◆ Problem statement: An exact copy of all the entries is what is needed here.
BEGIN
use std::path::PathBuf;
use std::sync::Arc;

use crate::database::Database;
use crate::error::SqlTemplateError;
use crate::template::{DirSource, TemplateRegistry, TemplateSource};
use crate::translation::{EmptyListPolicy, KeyMatch};

use super::SqlTemplates;
use super::options::{EngineOptions, SingleRowPolicy};

/// Fluent builder for [`SqlTemplates`].
///
/// ```rust,no_run
/// # async fn demo() -> Result<(), sql_templates::SqlTemplateError> {
/// use sql_templates::prelude::*;
///
/// let db = SqliteOptionsBuilder::new("app.db").build().await?;
/// let engine = SqlTemplates::builder(db)
///     .templates_dir("sql")
///     .pattern("**/*.sql")
///     .debug(true)
///     .build()?;
/// # let _ = engine;
/// # Ok(())
/// # }
/// ```
pub struct SqlTemplatesBuilder<D> {
    db: D,
    source: Option<Box<dyn TemplateSource + Send + Sync>>,
    registry: Option<Arc<TemplateRegistry>>,
    patterns: Vec<String>,
    options: EngineOptions,
}

impl<D: Database> SqlTemplatesBuilder<D> {
    #[must_use]
    pub fn new(db: D) -> Self {
        Self {
            db,
            source: None,
            registry: None,
            patterns: Vec::new(),
            options: EngineOptions::default(),
        }
    }

    #[must_use]
    pub fn source(mut self, source: impl TemplateSource + Send + Sync + 'static) -> Self {
        self.source = Some(Box::new(source));
        self
    }

    /// Load templates from files under `root`.
    #[must_use]
    pub fn templates_dir(self, root: impl Into<PathBuf>) -> Self {
        self.source(DirSource::new(root))
    }

    /// Reuse an already parsed registry, e.g. one shared with another engine.
    #[must_use]
    pub fn registry(mut self, registry: Arc<TemplateRegistry>) -> Self {
        self.registry = Some(registry);
        self
    }

    #[must_use]
    pub fn pattern(mut self, pattern: impl Into<String>) -> Self {
        self.patterns.push(pattern.into());
        self
    }

    #[must_use]
    pub fn patterns<I, S>(mut self, patterns: I) -> Self
    where
        I: IntoIterator<Item = S>,
        S: Into<String>,
    {
        self.patterns.extend(patterns.into_iter().map(Into::into));
        self
    }

    #[must_use]
    pub fn debug(mut self, debug: bool) -> Self {
        self.options.debug = debug;
        self
    }

    #[must_use]
    pub fn single_row(mut self, policy: SingleRowPolicy) -> Self {
        self.options.single_row = policy;
        self
    }

    #[must_use]
    pub fn empty_list(mut self, policy: EmptyListPolicy) -> Self {
        self.options.empty_list = policy;
        self
    }

    #[must_use]
    pub fn key_match(mut self, key_match: KeyMatch) -> Self {
        self.options.key_match = key_match;
        self
    }

    #[must_use]
    pub fn options(mut self, options: EngineOptions) -> Self {
        self.options = options;
        self
    }

    /// Load and parse the templates and assemble the engine.
    ///
    /// # Errors
    ///
    /// Returns `ConfigError` if neither a source nor a registry was given, and
    /// `TemplateSource`/`TemplateParse` if loading or parsing fails.
    pub fn build(self) -> Result<SqlTemplates<D>, SqlTemplateError> {
        let registry = match (self.registry, self.source) {
            (Some(registry), _) => registry,
            (None, Some(source)) => {
                let patterns: Vec<&str> = self.patterns.iter().map(String::as_str).collect();
                Arc::new(TemplateRegistry::new(source.as_ref(), &patterns)?)
            }
            (None, None) => {
                return Err(SqlTemplateError::ConfigError(
                    "no template source or registry configured".into(),
                ));
            }
        };
        Ok(SqlTemplates::from_parts(registry, self.db, self.options))
    }
}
END
◆ The answer:
use std::path::PathBuf;
use std::sync::Arc;

use crate::database::Database;
use crate::error::SqlTemplateError;
use crate::template::{DirSource, TemplateRegistry, TemplateSource};
use crate::translation::{EmptyListPolicy, KeyMatch};

use super::SqlTemplates;
use super::options::{EngineOptions, SingleRowPolicy};

/// Fluent builder for [`SqlTemplates`].
///
/// ```rust,no_run
/// # async fn demo() -> Result<(), sql_templates::SqlTemplateError> {
/// use sql_templates::prelude::*;
///
/// let db = SqliteOptionsBuilder::new("app.db").build().await?;
/// let engine = SqlTemplates::builder(db)
///     .templates_dir("sql")
///     .pattern("**/*.sql")
///     .debug(true)
///     .build()?;
/// # let _ = engine;
/// # Ok(())
/// # }
/// ```
pub struct SqlTemplatesBuilder<D> {
    db: D,
    source: Option<Box<dyn TemplateSource + Send + Sync>>,
    registry: Option<Arc<TemplateRegistry>>,
    patterns: Vec<String>,
    options: EngineOptions,
}

impl<D: Database> SqlTemplatesBuilder<D> {
    #[must_use]
    pub fn new(db: D) -> Self {
        Self {
            db,
            source: None,
            registry: None,
            patterns: Vec::new(),
            options: EngineOptions::default(),
        }
    }

    #[must_use]
    pub fn source(mut self, source: impl TemplateSource + Send + Sync + 'static) -> Self {
        self.source = Some(Box::new(source));
        self
    }

    /// Load templates from files under `root`.
    #[must_use]
    pub fn templates_dir(self, root: impl Into<PathBuf>) -> Self {
        self.source(DirSource::new(root))
    }

    /// Reuse an already parsed registry, e.g. one shared with another engine.
    #[must_use]
    pub fn registry(mut self, registry: Arc<TemplateRegistry>) -> Self {
        self.registry = Some(registry);
        self
    }

    #[must_use]
    pub fn pattern(mut self, pattern: impl Into<String>) -> Self {
        self.patterns.push(pattern.into());
        self
    }

    #[must_use]
    pub fn patterns<I, S>(mut self, patterns: I) -> Self
    where
        I: IntoIterator<Item = S>,
        S: Into<String>,
    {
        self.patterns.extend(patterns.into_iter().map(Into::into));
        self
    }

    #[must_use]
    pub fn debug(mut self, debug: bool) -> Self {
        self.options.debug = debug;
        self
    }

    #[must_use]
    pub fn single_row(mut self, policy: SingleRowPolicy) -> Self {
        self.options.single_row = policy;
        self
    }

    #[must_use]
    pub fn empty_list(mut self, policy: EmptyListPolicy) -> Self {
        self.options.empty_list = policy;
        self
    }

    #[must_use]
    pub fn key_match(mut self, key_match: KeyMatch) -> Self {
        self.options.key_match = key_match;
        self
    }

    #[must_use]
    pub fn options(mut self, options: EngineOptions) -> Self {
        self.options = options;
        self
    }

    /// Load and parse the templates and assemble the engine.
    ///
    /// # Errors
    ///
    /// Returns `ConfigError` if neither a source nor a registry was given, and
    /// `TemplateSource`/`TemplateParse` if loading or parsing fails.
    pub fn build(self) -> Result<SqlTemplates<D>, SqlTemplateError> {
        let registry = match (self.registry, self.source) {
            (Some(registry), _) => registry,
            (None, Some(source)) => {
                let patterns: Vec<&str> = self.patterns.iter().map(String::as_str).collect();
                Arc::new(TemplateRegistry::new(source.as_ref(), &patterns)?)
            }
            (None, None) => {
                return Err(SqlTemplateError::ConfigError(
                    "no template source or registry configured".into(),
                ));
            }
        };
        Ok(SqlTemplates::from_parts(registry, self.db, self.options))
    }
}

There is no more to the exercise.